▶ WORK TO COMPLETE
Show every line in the entries below where the word "hours" appears.

▶ Dataset entries
- - - - - - -
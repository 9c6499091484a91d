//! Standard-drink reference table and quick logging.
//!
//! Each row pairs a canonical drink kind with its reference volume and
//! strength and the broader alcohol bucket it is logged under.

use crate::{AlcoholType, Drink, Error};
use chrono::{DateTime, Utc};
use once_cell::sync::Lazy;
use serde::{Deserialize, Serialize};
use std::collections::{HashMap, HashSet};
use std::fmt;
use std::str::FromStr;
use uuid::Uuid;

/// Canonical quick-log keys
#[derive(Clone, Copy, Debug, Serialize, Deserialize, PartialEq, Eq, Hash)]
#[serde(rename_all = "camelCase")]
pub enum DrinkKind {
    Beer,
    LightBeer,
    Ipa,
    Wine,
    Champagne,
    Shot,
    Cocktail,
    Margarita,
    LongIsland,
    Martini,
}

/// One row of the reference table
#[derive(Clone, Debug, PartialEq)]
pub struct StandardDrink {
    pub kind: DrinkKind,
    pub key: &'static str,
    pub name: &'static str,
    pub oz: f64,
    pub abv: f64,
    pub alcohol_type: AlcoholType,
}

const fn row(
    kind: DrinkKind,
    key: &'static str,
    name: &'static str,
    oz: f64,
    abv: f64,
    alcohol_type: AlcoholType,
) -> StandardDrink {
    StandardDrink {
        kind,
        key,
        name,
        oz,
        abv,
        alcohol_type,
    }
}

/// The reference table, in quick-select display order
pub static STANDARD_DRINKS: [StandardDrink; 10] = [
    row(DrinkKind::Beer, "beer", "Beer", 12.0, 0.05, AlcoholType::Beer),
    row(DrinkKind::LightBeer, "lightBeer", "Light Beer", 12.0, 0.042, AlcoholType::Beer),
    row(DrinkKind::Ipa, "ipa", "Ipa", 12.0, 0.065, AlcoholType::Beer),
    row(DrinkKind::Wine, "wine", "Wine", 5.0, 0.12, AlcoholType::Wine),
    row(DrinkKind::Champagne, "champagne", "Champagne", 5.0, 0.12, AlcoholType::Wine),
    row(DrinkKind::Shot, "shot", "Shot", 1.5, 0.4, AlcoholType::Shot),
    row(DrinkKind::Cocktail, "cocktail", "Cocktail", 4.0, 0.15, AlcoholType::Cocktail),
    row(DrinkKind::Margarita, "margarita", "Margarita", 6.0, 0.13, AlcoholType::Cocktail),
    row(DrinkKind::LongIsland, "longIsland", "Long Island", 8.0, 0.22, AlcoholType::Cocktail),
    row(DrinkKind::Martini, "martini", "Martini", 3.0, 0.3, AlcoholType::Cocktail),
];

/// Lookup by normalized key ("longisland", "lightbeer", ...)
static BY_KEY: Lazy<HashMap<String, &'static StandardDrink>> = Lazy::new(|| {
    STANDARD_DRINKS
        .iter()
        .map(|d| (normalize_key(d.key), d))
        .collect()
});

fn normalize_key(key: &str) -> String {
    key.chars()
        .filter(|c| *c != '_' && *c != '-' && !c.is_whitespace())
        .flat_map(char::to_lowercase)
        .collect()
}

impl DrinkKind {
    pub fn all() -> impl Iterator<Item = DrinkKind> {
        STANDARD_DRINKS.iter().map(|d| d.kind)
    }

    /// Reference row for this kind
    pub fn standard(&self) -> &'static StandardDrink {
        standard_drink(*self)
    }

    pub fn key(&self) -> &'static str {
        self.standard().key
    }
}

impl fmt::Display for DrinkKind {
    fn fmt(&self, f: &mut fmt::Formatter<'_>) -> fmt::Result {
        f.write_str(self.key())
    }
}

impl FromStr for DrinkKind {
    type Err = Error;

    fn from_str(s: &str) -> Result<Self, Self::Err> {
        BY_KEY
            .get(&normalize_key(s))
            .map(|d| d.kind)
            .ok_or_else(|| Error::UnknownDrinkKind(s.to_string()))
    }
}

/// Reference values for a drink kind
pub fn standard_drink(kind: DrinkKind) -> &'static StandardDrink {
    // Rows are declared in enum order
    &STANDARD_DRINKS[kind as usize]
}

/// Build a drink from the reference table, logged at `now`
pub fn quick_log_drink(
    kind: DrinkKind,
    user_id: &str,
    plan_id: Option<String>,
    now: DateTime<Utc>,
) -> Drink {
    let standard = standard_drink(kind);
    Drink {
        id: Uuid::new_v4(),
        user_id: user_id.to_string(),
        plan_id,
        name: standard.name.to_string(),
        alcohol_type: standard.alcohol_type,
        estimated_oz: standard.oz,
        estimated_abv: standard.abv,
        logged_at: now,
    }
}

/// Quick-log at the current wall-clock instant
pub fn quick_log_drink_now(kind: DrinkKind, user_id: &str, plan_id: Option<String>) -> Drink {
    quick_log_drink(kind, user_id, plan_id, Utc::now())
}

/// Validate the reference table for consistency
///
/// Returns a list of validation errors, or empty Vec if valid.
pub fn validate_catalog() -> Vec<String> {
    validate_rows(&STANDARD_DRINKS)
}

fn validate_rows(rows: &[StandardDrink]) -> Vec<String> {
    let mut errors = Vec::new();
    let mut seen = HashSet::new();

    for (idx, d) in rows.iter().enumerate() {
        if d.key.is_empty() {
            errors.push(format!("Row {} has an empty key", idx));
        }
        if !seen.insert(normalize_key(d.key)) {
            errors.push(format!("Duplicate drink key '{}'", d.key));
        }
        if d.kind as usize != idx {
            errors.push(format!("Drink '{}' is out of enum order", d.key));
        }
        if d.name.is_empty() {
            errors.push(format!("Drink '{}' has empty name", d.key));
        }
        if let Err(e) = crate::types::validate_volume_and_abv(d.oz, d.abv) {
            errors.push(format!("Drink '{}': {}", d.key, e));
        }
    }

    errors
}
- - - - - - -
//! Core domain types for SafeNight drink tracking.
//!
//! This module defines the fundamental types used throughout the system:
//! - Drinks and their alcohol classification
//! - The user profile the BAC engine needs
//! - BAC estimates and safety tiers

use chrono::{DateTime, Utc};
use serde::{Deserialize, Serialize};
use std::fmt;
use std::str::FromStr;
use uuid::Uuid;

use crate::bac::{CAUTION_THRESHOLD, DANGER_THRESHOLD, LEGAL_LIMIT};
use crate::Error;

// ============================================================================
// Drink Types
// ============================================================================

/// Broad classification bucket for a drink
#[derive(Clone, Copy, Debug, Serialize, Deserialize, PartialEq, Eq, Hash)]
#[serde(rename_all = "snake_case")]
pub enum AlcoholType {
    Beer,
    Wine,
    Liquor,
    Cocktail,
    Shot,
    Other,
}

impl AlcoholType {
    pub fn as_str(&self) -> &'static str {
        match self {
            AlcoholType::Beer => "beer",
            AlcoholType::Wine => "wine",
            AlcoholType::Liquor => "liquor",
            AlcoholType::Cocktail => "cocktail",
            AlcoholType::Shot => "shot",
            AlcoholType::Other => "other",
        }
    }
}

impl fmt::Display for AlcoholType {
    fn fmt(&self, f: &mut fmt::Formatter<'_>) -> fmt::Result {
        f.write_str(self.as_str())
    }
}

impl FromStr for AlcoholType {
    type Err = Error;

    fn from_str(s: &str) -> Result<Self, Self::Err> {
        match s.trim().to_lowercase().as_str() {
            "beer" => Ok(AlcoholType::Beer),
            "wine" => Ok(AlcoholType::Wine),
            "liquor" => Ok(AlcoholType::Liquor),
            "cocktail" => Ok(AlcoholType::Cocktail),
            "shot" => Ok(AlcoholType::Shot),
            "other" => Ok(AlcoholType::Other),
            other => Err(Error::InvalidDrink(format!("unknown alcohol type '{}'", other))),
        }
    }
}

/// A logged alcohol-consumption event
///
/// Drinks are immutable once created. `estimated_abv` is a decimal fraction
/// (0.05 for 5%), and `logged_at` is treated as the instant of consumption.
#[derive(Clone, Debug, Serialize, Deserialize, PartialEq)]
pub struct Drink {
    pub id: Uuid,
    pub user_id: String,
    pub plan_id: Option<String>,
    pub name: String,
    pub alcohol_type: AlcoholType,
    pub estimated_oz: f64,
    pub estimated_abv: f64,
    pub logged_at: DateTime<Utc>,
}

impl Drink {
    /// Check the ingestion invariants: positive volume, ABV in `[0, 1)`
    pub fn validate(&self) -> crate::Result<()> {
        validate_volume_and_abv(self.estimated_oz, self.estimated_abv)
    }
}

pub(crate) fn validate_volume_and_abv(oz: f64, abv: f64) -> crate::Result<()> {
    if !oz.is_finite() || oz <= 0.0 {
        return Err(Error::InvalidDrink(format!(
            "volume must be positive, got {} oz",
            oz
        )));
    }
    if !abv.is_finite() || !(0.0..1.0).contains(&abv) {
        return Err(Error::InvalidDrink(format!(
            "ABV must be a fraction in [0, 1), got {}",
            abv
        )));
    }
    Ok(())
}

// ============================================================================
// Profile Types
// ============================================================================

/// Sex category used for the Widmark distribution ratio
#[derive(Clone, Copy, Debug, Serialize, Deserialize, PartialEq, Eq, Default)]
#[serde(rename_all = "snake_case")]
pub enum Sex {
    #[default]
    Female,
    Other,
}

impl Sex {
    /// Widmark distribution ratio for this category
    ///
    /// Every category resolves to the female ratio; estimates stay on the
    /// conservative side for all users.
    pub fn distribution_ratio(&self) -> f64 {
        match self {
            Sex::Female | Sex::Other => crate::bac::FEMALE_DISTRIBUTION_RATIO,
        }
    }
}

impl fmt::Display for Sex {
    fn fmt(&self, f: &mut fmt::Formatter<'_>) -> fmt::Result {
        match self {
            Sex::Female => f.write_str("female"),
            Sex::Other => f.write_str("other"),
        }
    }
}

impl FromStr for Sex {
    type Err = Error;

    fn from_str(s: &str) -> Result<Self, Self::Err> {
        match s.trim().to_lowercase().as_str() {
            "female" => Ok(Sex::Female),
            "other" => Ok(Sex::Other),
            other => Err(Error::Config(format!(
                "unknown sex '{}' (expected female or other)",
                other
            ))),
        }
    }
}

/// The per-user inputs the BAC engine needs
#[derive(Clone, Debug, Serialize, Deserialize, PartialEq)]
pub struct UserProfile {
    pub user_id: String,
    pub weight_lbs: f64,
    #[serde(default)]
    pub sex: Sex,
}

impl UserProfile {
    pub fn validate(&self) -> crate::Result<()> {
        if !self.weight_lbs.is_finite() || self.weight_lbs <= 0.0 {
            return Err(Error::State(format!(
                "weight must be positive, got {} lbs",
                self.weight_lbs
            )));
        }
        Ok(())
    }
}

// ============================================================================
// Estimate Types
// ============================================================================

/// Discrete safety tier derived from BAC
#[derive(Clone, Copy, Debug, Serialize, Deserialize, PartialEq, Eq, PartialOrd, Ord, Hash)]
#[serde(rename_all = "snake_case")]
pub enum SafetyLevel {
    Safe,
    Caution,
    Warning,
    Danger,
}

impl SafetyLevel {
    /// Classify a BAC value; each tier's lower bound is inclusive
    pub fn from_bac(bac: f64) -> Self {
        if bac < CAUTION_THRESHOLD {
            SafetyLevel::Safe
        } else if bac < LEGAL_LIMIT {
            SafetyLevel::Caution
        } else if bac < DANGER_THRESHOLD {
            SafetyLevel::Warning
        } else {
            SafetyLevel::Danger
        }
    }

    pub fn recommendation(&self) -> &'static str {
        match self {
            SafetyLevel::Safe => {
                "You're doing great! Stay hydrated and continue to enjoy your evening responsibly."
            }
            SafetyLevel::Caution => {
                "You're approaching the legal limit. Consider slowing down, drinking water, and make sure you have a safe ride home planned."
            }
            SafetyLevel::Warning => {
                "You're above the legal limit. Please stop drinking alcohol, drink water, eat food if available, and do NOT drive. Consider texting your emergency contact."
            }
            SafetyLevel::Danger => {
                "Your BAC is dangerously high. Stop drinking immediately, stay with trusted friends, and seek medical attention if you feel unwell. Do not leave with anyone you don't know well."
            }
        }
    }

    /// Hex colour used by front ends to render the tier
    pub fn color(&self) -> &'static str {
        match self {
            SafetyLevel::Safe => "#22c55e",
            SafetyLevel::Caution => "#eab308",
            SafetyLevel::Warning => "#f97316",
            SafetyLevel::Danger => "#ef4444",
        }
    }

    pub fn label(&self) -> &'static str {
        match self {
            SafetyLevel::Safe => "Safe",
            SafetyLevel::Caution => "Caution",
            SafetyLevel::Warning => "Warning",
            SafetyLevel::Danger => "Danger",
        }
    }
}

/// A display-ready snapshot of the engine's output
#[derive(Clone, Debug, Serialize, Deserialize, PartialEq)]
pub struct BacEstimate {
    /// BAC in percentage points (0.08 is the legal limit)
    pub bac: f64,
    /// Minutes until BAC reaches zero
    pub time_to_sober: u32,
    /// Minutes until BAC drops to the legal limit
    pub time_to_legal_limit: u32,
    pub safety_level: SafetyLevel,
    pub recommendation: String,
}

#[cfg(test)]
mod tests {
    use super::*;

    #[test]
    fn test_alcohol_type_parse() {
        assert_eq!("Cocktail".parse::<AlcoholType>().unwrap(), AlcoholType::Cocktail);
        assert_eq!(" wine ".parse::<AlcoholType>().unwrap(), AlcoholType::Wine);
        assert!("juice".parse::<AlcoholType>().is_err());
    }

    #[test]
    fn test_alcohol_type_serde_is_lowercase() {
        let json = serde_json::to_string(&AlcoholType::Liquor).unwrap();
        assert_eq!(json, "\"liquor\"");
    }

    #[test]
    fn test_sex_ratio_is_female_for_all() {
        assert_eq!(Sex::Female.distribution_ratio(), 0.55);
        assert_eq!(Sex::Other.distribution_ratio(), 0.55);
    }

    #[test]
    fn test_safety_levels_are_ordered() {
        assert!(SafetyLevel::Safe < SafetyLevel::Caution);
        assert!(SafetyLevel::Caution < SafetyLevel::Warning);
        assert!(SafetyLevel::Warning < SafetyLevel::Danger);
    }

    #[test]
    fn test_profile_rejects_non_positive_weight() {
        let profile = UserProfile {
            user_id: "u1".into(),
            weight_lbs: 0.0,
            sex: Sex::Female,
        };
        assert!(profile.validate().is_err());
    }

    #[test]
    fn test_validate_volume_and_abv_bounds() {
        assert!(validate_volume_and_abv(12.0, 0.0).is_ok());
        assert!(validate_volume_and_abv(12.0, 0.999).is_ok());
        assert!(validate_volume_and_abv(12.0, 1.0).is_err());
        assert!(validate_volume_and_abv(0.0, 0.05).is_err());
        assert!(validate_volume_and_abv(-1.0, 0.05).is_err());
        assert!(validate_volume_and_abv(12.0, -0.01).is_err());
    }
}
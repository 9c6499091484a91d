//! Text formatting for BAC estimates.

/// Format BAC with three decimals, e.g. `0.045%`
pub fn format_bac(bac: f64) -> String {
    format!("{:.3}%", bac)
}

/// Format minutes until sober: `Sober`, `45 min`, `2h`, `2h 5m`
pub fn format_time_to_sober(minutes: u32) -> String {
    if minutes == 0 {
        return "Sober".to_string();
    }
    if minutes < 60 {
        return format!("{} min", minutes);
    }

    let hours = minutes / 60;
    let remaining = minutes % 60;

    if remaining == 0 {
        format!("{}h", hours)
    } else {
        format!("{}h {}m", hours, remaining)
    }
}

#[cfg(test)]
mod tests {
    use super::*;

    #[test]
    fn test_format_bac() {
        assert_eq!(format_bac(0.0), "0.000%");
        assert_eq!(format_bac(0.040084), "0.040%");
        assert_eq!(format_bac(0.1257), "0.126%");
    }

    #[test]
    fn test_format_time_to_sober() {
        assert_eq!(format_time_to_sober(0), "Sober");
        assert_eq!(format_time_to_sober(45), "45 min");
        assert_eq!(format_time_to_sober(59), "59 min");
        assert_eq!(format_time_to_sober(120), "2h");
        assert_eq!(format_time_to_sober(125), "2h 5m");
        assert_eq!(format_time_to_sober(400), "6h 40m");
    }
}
- - - - - - -
▶ RESULT OF THIS EXERCISE
    let hours = minutes / 60;
        format!("{}h", hours)
        format!("{}h {}m", hours, remaining)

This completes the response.